MARCELO A. MARTINS-NETO

Resumo


O objetivo deste trabalho é apresentar um modelo para a evolução tectono-sedimentar da Bacia Espinhaço em Minas Gerais, baseado em estudos sedimentológicos, paleogeográficos, estratigráficos, estruturais e tectônicos integrados, levados a cabo nas porções central e ocidental da Serra do Espinhaço Meridional. Os dados permitem o reconhecimento de quatro fases evolutivas para a Bacia Espinhaço Meridional (pré-rifte, rifte, transicional e flexural), bem como sua caracterização como uma bacia do tipo rifte-sag, ou seja, desenvolvida inteiramente em contexto intracratônico (sem o desenvolvimento de centros de espalhamento oceânico), com um período de rifteamento inicial e um subsequente período flexural, caracterizado pela expansão em área da bacia.

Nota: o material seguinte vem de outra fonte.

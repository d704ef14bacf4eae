use std::path::Path;

use super::model::{ArffDataset, Attribute, AttributeType};
use super::ArffError;
use crate::data::model::Value;

/// Read and parse an ARFF file.
pub fn load(path: &Path) -> Result<ArffDataset, ArffError> {
    let text = std::fs::read_to_string(path)?;
    parse_arff(&text)
}

/// Parse dense ARFF text. Keywords are case-insensitive and `%` starts a comment.
pub fn parse_arff(text: &str) -> Result<ArffDataset, ArffError> {
    let mut relation = String::new();
    let mut attributes: Vec<Attribute> = Vec::new();
    let mut rows: Vec<Vec<Value>> = Vec::new();
    let mut in_data = false;

    for (idx, raw) in text.lines().enumerate() {
        let line_no = idx + 1;
        let line = raw.trim().trim_start_matches('\u{feff}');
        if line.is_empty() || line.starts_with('%') {
            continue;
        }

        if in_data {
            rows.push(parse_row(line, line_no, &attributes)?);
            continue;
        }

        if let Some(rest) = keyword(line, "@relation") {
            let (name, _) = read_name(rest.trim_start(), line_no)?;
            relation = name;
        } else if let Some(rest) = keyword(line, "@attribute") {
            let (name, rest) = read_name(rest.trim_start(), line_no)?;
            let kind = parse_type(rest.trim(), line_no)?;
            attributes.push(Attribute::new(name, kind));
        } else if keyword(line, "@data").is_some() {
            in_data = true;
        } else {
            return Err(ArffError::syntax(line_no, format!("unexpected line '{line}'")));
        }
    }

    if !in_data {
        return Err(ArffError::MissingData);
    }

    Ok(ArffDataset {
        relation,
        attributes,
        rows,
    })
}

/// Case-insensitive keyword match; the keyword must be followed by whitespace or end of line.
fn keyword<'a>(line: &'a str, kw: &str) -> Option<&'a str> {
    let head = line.get(..kw.len())?;
    if !head.eq_ignore_ascii_case(kw) {
        return None;
    }
    let rest = &line[kw.len()..];
    match rest.chars().next() {
        None => Some(rest),
        Some(c) if c.is_whitespace() => Some(rest),
        _ => None,
    }
}

// ---------------------------------------------------------------------------
// Header parsing
// ---------------------------------------------------------------------------

/// Read a relation or attribute name, quoted or bare.
fn read_name(s: &str, line: usize) -> Result<(String, &str), ArffError> {
    if s.starts_with('\'') || s.starts_with('"') {
        return read_quoted(s, line);
    }
    let end = s
        .find(|c: char| c.is_whitespace() || c == '{')
        .unwrap_or(s.len());
    if end == 0 {
        return Err(ArffError::syntax(line, "missing name"));
    }
    Ok((s[..end].to_string(), &s[end..]))
}

fn parse_type(decl: &str, line: usize) -> Result<AttributeType, ArffError> {
    if let Some(inner) = decl.strip_prefix('{') {
        let close = find_closing_brace(inner)
            .ok_or_else(|| ArffError::syntax(line, "unterminated nominal specification"))?;
        let values = split_values(&inner[..close], line)?
            .into_iter()
            .map(|(v, _)| v)
            .collect();
        return Ok(AttributeType::Nominal(values));
    }

    let word_end = decl.find(char::is_whitespace).unwrap_or(decl.len());
    let word = decl[..word_end].to_ascii_lowercase();
    match word.as_str() {
        "numeric" | "real" | "integer" => Ok(AttributeType::Numeric),
        "string" => Ok(AttributeType::String),
        "date" => {
            let rest = decl[word_end..].trim();
            if rest.is_empty() {
                Ok(AttributeType::Date(None))
            } else {
                let (fmt, _) = read_name(rest, line)?;
                Ok(AttributeType::Date(Some(fmt)))
            }
        }
        "relational" => Err(ArffError::syntax(line, "relational attributes are not supported")),
        "" => Err(ArffError::syntax(line, "missing attribute type")),
        other => Err(ArffError::syntax(line, format!("unknown attribute type '{other}'"))),
    }
}

/// Index of the `}` closing a nominal list, ignoring braces inside quotes.
fn find_closing_brace(s: &str) -> Option<usize> {
    let mut quote: Option<char> = None;
    let mut escaped = false;
    for (i, c) in s.char_indices() {
        if escaped {
            escaped = false;
            continue;
        }
        match (quote, c) {
            (Some(_), '\\') => escaped = true,
            (Some(q), c) if c == q => quote = None,
            (None, '\'' | '"') => quote = Some(c),
            (None, '}') => return Some(i),
            _ => {}
        }
    }
    None
}

// ---------------------------------------------------------------------------
// Data parsing
// ---------------------------------------------------------------------------

fn parse_row(line: &str, line_no: usize, attributes: &[Attribute]) -> Result<Vec<Value>, ArffError> {
    if line.starts_with('{') {
        return Err(ArffError::syntax(line_no, "sparse data rows are not supported"));
    }
    let tokens = split_values(line, line_no)?;
    if tokens.len() != attributes.len() {
        return Err(ArffError::syntax(
            line_no,
            format!("expected {} values, found {}", attributes.len(), tokens.len()),
        ));
    }

    tokens
        .into_iter()
        .zip(attributes)
        .map(|((token, quoted), attr)| to_value(token, quoted, attr, line_no))
        .collect()
}

fn to_value(token: String, quoted: bool, attr: &Attribute, line: usize) -> Result<Value, ArffError> {
    if !quoted && token == "?" {
        return Ok(Value::Missing);
    }
    let invalid = |value: String| ArffError::InvalidValue {
        line,
        attribute: attr.name.clone(),
        value,
    };
    match &attr.kind {
        AttributeType::Numeric => {
            if let Ok(i) = token.parse::<i64>() {
                Ok(Value::Integer(i))
            } else {
                token
                    .parse::<f64>()
                    .map(Value::Float)
                    .map_err(|_| invalid(token))
            }
        }
        AttributeType::Nominal(domain) => {
            if domain.contains(&token) {
                Ok(Value::Text(token))
            } else {
                Err(invalid(token))
            }
        }
        AttributeType::String | AttributeType::Date(_) => Ok(Value::Text(token)),
    }
}

/// Split a comma-separated list into `(value, was_quoted)` pairs.
fn split_values(s: &str, line: usize) -> Result<Vec<(String, bool)>, ArffError> {
    let mut out = Vec::new();
    let mut rest = s.trim();
    if rest.is_empty() {
        return Ok(out);
    }
    loop {
        rest = rest.trim_start();
        let (value, quoted, after) = if rest.starts_with('\'') || rest.starts_with('"') {
            let (v, after) = read_quoted(rest, line)?;
            (v, true, after.trim_start())
        } else {
            let end = rest.find(',').unwrap_or(rest.len());
            (rest[..end].trim().to_string(), false, &rest[end..])
        };
        out.push((value, quoted));

        match after.strip_prefix(',') {
            Some(next) => rest = next,
            None if after.is_empty() => break,
            None => {
                return Err(ArffError::syntax(
                    line,
                    format!("expected ',' before '{after}'"),
                ))
            }
        }
    }
    Ok(out)
}

/// Read a single- or double-quoted token starting at `s[0]`, resolving escapes.
fn read_quoted(s: &str, line: usize) -> Result<(String, &str), ArffError> {
    let mut chars = s.char_indices();
    let quote = match chars.next() {
        Some((_, q @ ('\'' | '"'))) => q,
        _ => return Err(ArffError::syntax(line, "expected a quoted token")),
    };
    let mut value = String::new();
    while let Some((i, c)) = chars.next() {
        match c {
            '\\' => match chars.next() {
                Some((_, 'n')) => value.push('\n'),
                Some((_, 'r')) => value.push('\r'),
                Some((_, 't')) => value.push('\t'),
                Some((_, other)) => value.push(other),
                None => break,
            },
            c if c == quote => return Ok((value, &s[i + c.len_utf8()..])),
            c => value.push(c),
        }
    }
    Err(ArffError::syntax(line, "unterminated quoted string"))
}

#[cfg(test)]
mod tests {
    use super::*;
    use crate::arff::writer;

    const SAMPLE: &str = "\
% smartphone survey
@relation smartphone

@attribute Age numeric
@attribute 'Current_brand' {Apple, 'One Plus', Samsung}
@ATTRIBUTE Gender {Female,Male}

@data
24, Apple, Female
?,'One Plus',Male
31.5,Samsung,?
";

    #[test]
    fn parses_header_and_rows() {
        let ds = parse_arff(SAMPLE).unwrap();
        assert_eq!(ds.relation, "smartphone");
        assert_eq!(ds.attributes.len(), 3);
        assert_eq!(
            ds.attributes[1].kind,
            AttributeType::Nominal(vec!["Apple".into(), "One Plus".into(), "Samsung".into()])
        );
        assert_eq!(
            ds.rows[0],
            vec![Value::Integer(24), Value::Text("Apple".into()), Value::Text("Female".into())]
        );
        assert_eq!(ds.rows[1][0], Value::Missing);
        assert_eq!(ds.rows[2][0], Value::Float(31.5));
        assert_eq!(ds.rows[2][2], Value::Missing);
    }

    #[test]
    fn written_output_parses_back() {
        let ds = parse_arff(SAMPLE).unwrap();
        let text = writer::to_string(&ds);
        assert_eq!(parse_arff(&text).unwrap(), ds);
    }

    #[test]
    fn nominal_value_outside_domain_is_rejected() {
        let text = "@relation r\n@attribute b {Apple}\n@data\nNokia\n";
        let err = parse_arff(text).unwrap_err();
        assert_eq!(
            err.to_string(),
            "line 4: value 'Nokia' is not valid for attribute 'b'"
        );
    }

    #[test]
    fn wrong_arity_reports_line() {
        let text = "@relation r\n@attribute a numeric\n@attribute b numeric\n@data\n1,2\n3\n";
        let err = parse_arff(text).unwrap_err();
        assert_eq!(err.to_string(), "line 6: expected 2 values, found 1");
    }

    #[test]
    fn sparse_and_missing_data_are_errors() {
        let sparse = "@relation r\n@attribute a numeric\n@data\n{0 1}\n";
        assert!(parse_arff(sparse)
            .unwrap_err()
            .to_string()
            .contains("sparse"));
        let no_data = "@relation r\n@attribute a numeric\n";
        assert!(matches!(parse_arff(no_data), Err(ArffError::MissingData)));
    }

    #[test]
    fn quoted_values_keep_commas_and_escapes() {
        let text = "@relation r\n@attribute s string\n@attribute d date \"yyyy-MM-dd\"\n@data\n'a, \\'b\\'',2024-01-02\n";
        let ds = parse_arff(text).unwrap();
        assert_eq!(ds.rows[0][0], Value::Text("a, 'b'".into()));
        assert_eq!(ds.attributes[1].kind, AttributeType::Date(Some("yyyy-MM-dd".into())));
    }
}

Durante a fase rifte, processos de subsidência mecânica devido a afmamento crustal e ruptura da crosta por estiramento dominaram e controlaram a evolução estratigráfica da bacia. A evolução das fases transicional e flexural foi provavelmente controlada por processos de subsidência flexural térmica devido a contração termal (adensamento) da litosfera durante seu resfriamento.

Palavras-chave


Supergrupo Espinhaço; Proterozóico; Análise de Bacias; Tectônica; Sedimentação; Estratigrafïa.